The Bible teaches believers to reach out to others and to promote reconciliation and restoration. But does that message apply to someone convicted of being involved in terrorism? A professor at King’s University College believes it does.
Arlette Zinck, an Associate Professor of English at King’s, has befriended and become a teacher for Omar Khadr, who was captured at age 15 in 2002 after a firefight with U.S. troops in Afghanistan.
In a 2010 plea bargain, Khadr pleaded guilty to the death of a U.S. soldier, spying, aiding terrorism and attempted murder. He was given an eight year sentence and sent to Canada in 2012 to serve out his time.
Zinck, 50, became involved with Khadr’s case following a visit by his lawyer, Dennis Edney, to a conference at the Christian Reformed Church-sponsored school in 2008.
There was “something about his presentation” that moved her and many students at the school, she says.
After the conference, Zinck decided to write Khadr. After he wrote back, they struck up a correspondence. She was impressed by his responses, finding him an intelligent and thoughtful person, despite only having a limited education.

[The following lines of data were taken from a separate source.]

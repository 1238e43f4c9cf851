//! Tracing initialisation.

use std::env;
use tracing::info;
use tracing_subscriber::{layer::SubscriberExt, util::SubscriberInitExt, EnvFilter};

use crate::errors::SeekerError;

/// Default filter when `RUST_LOG` is not set.
const DEFAULT_FILTER: &str = "seeker=info,seeker_repository=info";

/// Install the global tracing subscriber.
///
/// Uses JSON output when `SEEKER_LOG_JSON` is set, pretty console output
/// otherwise. Fails if a global subscriber is already installed.
pub fn init_tracing() -> Result<(), SeekerError> {
    let filter =
        EnvFilter::try_from_default_env().unwrap_or_else(|_| EnvFilter::new(DEFAULT_FILTER));

    if env::var("SEEKER_LOG_JSON").is_ok() {
        tracing_subscriber::registry()
            .with(filter)
            .with(
                tracing_subscriber::fmt::layer()
                    .json()
                    .with_target(true)
                    .with_thread_ids(true),
            )
            .try_init()
            .map_err(|e| SeekerError::config(format!("Failed to initialize tracing: {}", e)))?;

        info!(
            service_name = "seeker",
            service_version = env!("CARGO_PKG_VERSION"),
            "Tracing initialized with JSON format"
        );
    } else {
        tracing_subscriber::registry()
            .with(filter)
            .with(tracing_subscriber::fmt::layer().with_target(true).pretty())
            .try_init()
            .map_err(|e| SeekerError::config(format!("Failed to initialize tracing: {}", e)))?;

        info!(
            service_name = "seeker",
            service_version = env!("CARGO_PKG_VERSION"),
            "Tracing initialized with console output"
        );
    }

    Ok(())
}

Soon she was providing him with tutorials, sending him books to read and quizzing him on their contents. In 2010 Khadr’s U.S. military defense team asked her to turn the informal tutoring into a formal lesson plan. She was also invited to come down twice to Cuba provide in-person instruction.
Today, with Khadr in Edmonton, she works with other professors from the school who visit him regularly to offer lessons in subjects such as math, literature, history and geography.
For Khadr, it’s a chance to get the education he missed as a child, having been taken by his father to Al-Qaeda training camps in Pakistan when he was just 10 years-old.
For Zinck, it’s a way to put into practice what she considers to be the best kind of justice — restorative justice. “There is no other kind,” she says.
She laments that, in Khadr’s case, punishment seems to have replaced the idea of restoring someone to the community.
Canada, she says, “has a long and rich tradition of pioneering the best programs in restorative justice. We need to return to a day when we don’t seek vengeance but true justice, which is restorative justice . . . the goal is to renew, restore and reconcile those who have erred, even those who have erred horribly.”
This includes restoring Khadr, who she believes has suffered a grave injustice at the hands of the U.S. and Canada.
Witness Across a Divide
“The court in Guantanamo was not a legitimate American court,” she says. “No American could ever be tried in that court. What happened to Omar shouldn’t happen to anyone.”
At the same time, she is concerned for the widow of the soldier killed in the firefight that involved Khadr. “She also deserves meaningful support,” Zinck says.
As for what all this has meant to her personally, Zinck says it has “affected me very deeply.” This includes how she, a Christian, and Khadr, a Muslim, have developed a close friendship across a religious divide.
“When sincere people of faith get together, we can grow in appreciation for things we hold in common, and for the things that split us apart,” she says, adding that Khadr has “a vibrant and life-giving faith.”
She has also discovered “what it means to live purposefully, and in a way that doesn’t let me write people off,” Zinck, who was raised Roman Catholic, says.
As for his future educational pursuits, in 2010 Khadr said he would “be honoured” to attend King’s, and that he hoped someday to go into medicine.
In an e-mail to CBC News in 2012, King's Vice President of Institutional Advancement Dan Van Keeken said that if Khadr decided to apply to King's, “we would treat him as any other applicant.”
CBC added that many students at King’s said they would supportive the idea of Khadr applying to their school.
If that happens, Zinck will be pleased. Khadr, she says, is “a remarkably healthy, whole and outward-focused young man who wants to get on with his life. He’s a hard worker, and he has great academic potential.”
As for the lessons she is teaching him right now, “I enjoy it as much as teaching any student,” she adds. “But there is extra satisfaction in being a witness to the power of the human spirit, how he manages to focus on all that is good.”